How do you respond when someone tells you the following:

"Well your church is basically 'cultic'."

I responded to this, "What do you mean?" Paraphrasing, the man means we don't allow 'special music' (solos, etc.).

You are basically a 'slave-driver'.

I responded to this, "What do you mean?" Paraphrasing, the man means that I believe in headship in my home.

This led into a conversation about women elders/preachers. I know I sin in being a bad head of my house, but 'slave-driver' I have never considered myself.


How would you respond?


----------



## steven-nemes (Apr 16, 2009)

Call him a heretic! It normally works for me...


----------



## Archlute (Apr 16, 2009)

I ignore them. My in-laws, and one very good friend from my past, believe that both the PCA and OPC are 'cultic' all because our churches practice discipline.

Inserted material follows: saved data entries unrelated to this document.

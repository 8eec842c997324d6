//! Pure rules over a collection of class slots: interval overlap, per-day
//! views and ordering. Nothing here touches storage.

use chrono::{NaiveTime, Timelike, Weekday};
use thiserror::Error;

use crate::schedule::{NewSchedule, Schedule, day_from_number};

#[derive(Debug, Clone, PartialEq, Eq, Error)]
pub enum ScheduleRuleError {
    #[error("invalid time '{0}' (expected HH:MM)")]
    InvalidTimeFormat(String),
    #[error("start time {start} must be before end time {end}")]
    InvalidTimeRange { start: String, end: String },
    #[error("time conflict with existing class {conflicting_id} ({day} {start}-{end})")]
    Conflict {
        conflicting_id: String,
        day: Weekday,
        start: String,
        end: String,
    },
}

/// Anything with a weekday and a `[start, end)` interval.
pub trait TimeSlot {
    fn day(&self) -> Weekday;
    fn start_time(&self) -> NaiveTime;
    fn end_time(&self) -> NaiveTime;
}

impl TimeSlot for Schedule {
    fn day(&self) -> Weekday {
        self.day
    }
    fn start_time(&self) -> NaiveTime {
        self.start_time
    }
    fn end_time(&self) -> NaiveTime {
        self.end_time
    }
}

impl TimeSlot for NewSchedule {
    fn day(&self) -> Weekday {
        self.day
    }
    fn start_time(&self) -> NaiveTime {
        self.start_time
    }
    fn end_time(&self) -> NaiveTime {
        self.end_time
    }
}

/// Minutes since midnight, 0..=1439. Seconds are ignored.
pub fn time_to_minutes(time: NaiveTime) -> u32 {
    time.hour() * 60 + time.minute()
}

/// Parses `HH:MM` (24-hour). A single-digit hour such as `9:30` is accepted.
pub fn parse_time_of_day(input: &str) -> Result<NaiveTime, ScheduleRuleError> {
    let trimmed = input.trim();
    let invalid = || ScheduleRuleError::InvalidTimeFormat(input.to_string());
    let (hours, minutes) = trimmed.split_once(':').ok_or_else(invalid)?;
    let digits = |part: &str| part.chars().all(|c| c.is_ascii_digit());
    if hours.is_empty() || hours.len() > 2 || minutes.len() != 2 {
        return Err(invalid());
    }
    if !digits(hours) || !digits(minutes) {
        return Err(invalid());
    }
    let hours: u32 = hours.parse().map_err(|_| invalid())?;
    let minutes: u32 = minutes.parse().map_err(|_| invalid())?;
    NaiveTime::from_hms_opt(hours, minutes, 0).ok_or_else(invalid)
}

/// Parses a day given either as its number (0 = Sunday) or an English name.
pub fn parse_day(input: &str) -> Option<Weekday> {
    let trimmed = input.trim();
    if let Ok(number) = trimmed.parse::<u8>() {
        return day_from_number(number);
    }
    trimmed.parse::<Weekday>().ok()
}

fn overlaps<A: TimeSlot + ?Sized, B: TimeSlot + ?Sized>(a: &A, b: &B) -> bool {
    let (s1, e1) = (time_to_minutes(a.start_time()), time_to_minutes(a.end_time()));
    let (s2, e2) = (time_to_minutes(b.start_time()), time_to_minutes(b.end_time()));
    s1 < e2 && e1 > s2
}

/// First schedule that shares the candidate's day and overlaps its interval.
/// `exclude_id` skips the record being edited.
pub fn find_conflict<'a, C: TimeSlot + ?Sized>(
    existing: &'a [Schedule],
    candidate: &C,
    exclude_id: Option<&str>,
) -> Option<&'a Schedule> {
    existing.iter().find(|schedule| {
        if exclude_id == Some(schedule.id.as_str()) {
            return false;
        }
        schedule.day == candidate.day() && overlaps(*schedule, candidate)
    })
}

pub fn has_conflict<C: TimeSlot + ?Sized>(
    existing: &[Schedule],
    candidate: &C,
    exclude_id: Option<&str>,
) -> bool {
    find_conflict(existing, candidate, exclude_id).is_some()
}

/// Range check followed by the conflict scan, in that order.
pub fn validate_slot<C: TimeSlot + ?Sized>(
    existing: &[Schedule],
    candidate: &C,
    exclude_id: Option<&str>,
) -> Result<(), ScheduleRuleError> {
    let (start, end) = (candidate.start_time(), candidate.end_time());
    if time_to_minutes(start) >= time_to_minutes(end) {
        return Err(ScheduleRuleError::InvalidTimeRange {
            start: start.format("%H:%M").to_string(),
            end: end.format("%H:%M").to_string(),
        });
    }
    if let Some(other) = find_conflict(existing, candidate, exclude_id) {
        return Err(ScheduleRuleError::Conflict {
            conflicting_id: other.id.clone(),
            day: other.day,
            start: other.start_time.format("%H:%M").to_string(),
            end: other.end_time.format("%H:%M").to_string(),
        });
    }
    Ok(())
}

pub fn by_day(schedules: &[Schedule], day: Weekday) -> Vec<Schedule> {
    schedules.iter().filter(|s| s.day == day).cloned().collect()
}

/// Stable ascending sort by start minute.
pub fn sorted_by_start_time(schedules: &[Schedule]) -> Vec<Schedule> {
    let mut sorted = schedules.to_vec();
    sorted.sort_by_key(|s| time_to_minutes(s.start_time));
    sorted
}

/// Seven buckets, Sunday first, each sorted by start time.
pub fn week_view(schedules: &[Schedule]) -> [Vec<Schedule>; 7] {
    let mut week: [Vec<Schedule>; 7] = Default::default();
    for schedule in sorted_by_start_time(schedules) {
        week[schedule.day.num_days_from_sunday() as usize].push(schedule);
    }
    week
}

Anything that strikes against modern notions of the self and freedom are 'cultic'. Too bad that is not a very good dictionary definition...


----------



## Kevin (Apr 16, 2009)

Sounds more like bad manners then persecution to me...

When people make rude comments I think the best plan is to ignore them, at least that is what I tell my kids


----------



## nicnap (Apr 16, 2009)

Generally by telling him that my beliefs and church practices are in line the vast history of the church.

-----Added 4/16/2009 at 09:50:18 EST-----

If my plan A doesn't work, even after I show them...I will usually resort to name calling and every time they try to speak I will just say loudly, "You're wrong!" In just a few tries they won't even have the will to argue.





Kidding, only kidding.


----------



## matt01 (Apr 16, 2009)

Kevin said:


> Sounds more like bad manners then persecution to me...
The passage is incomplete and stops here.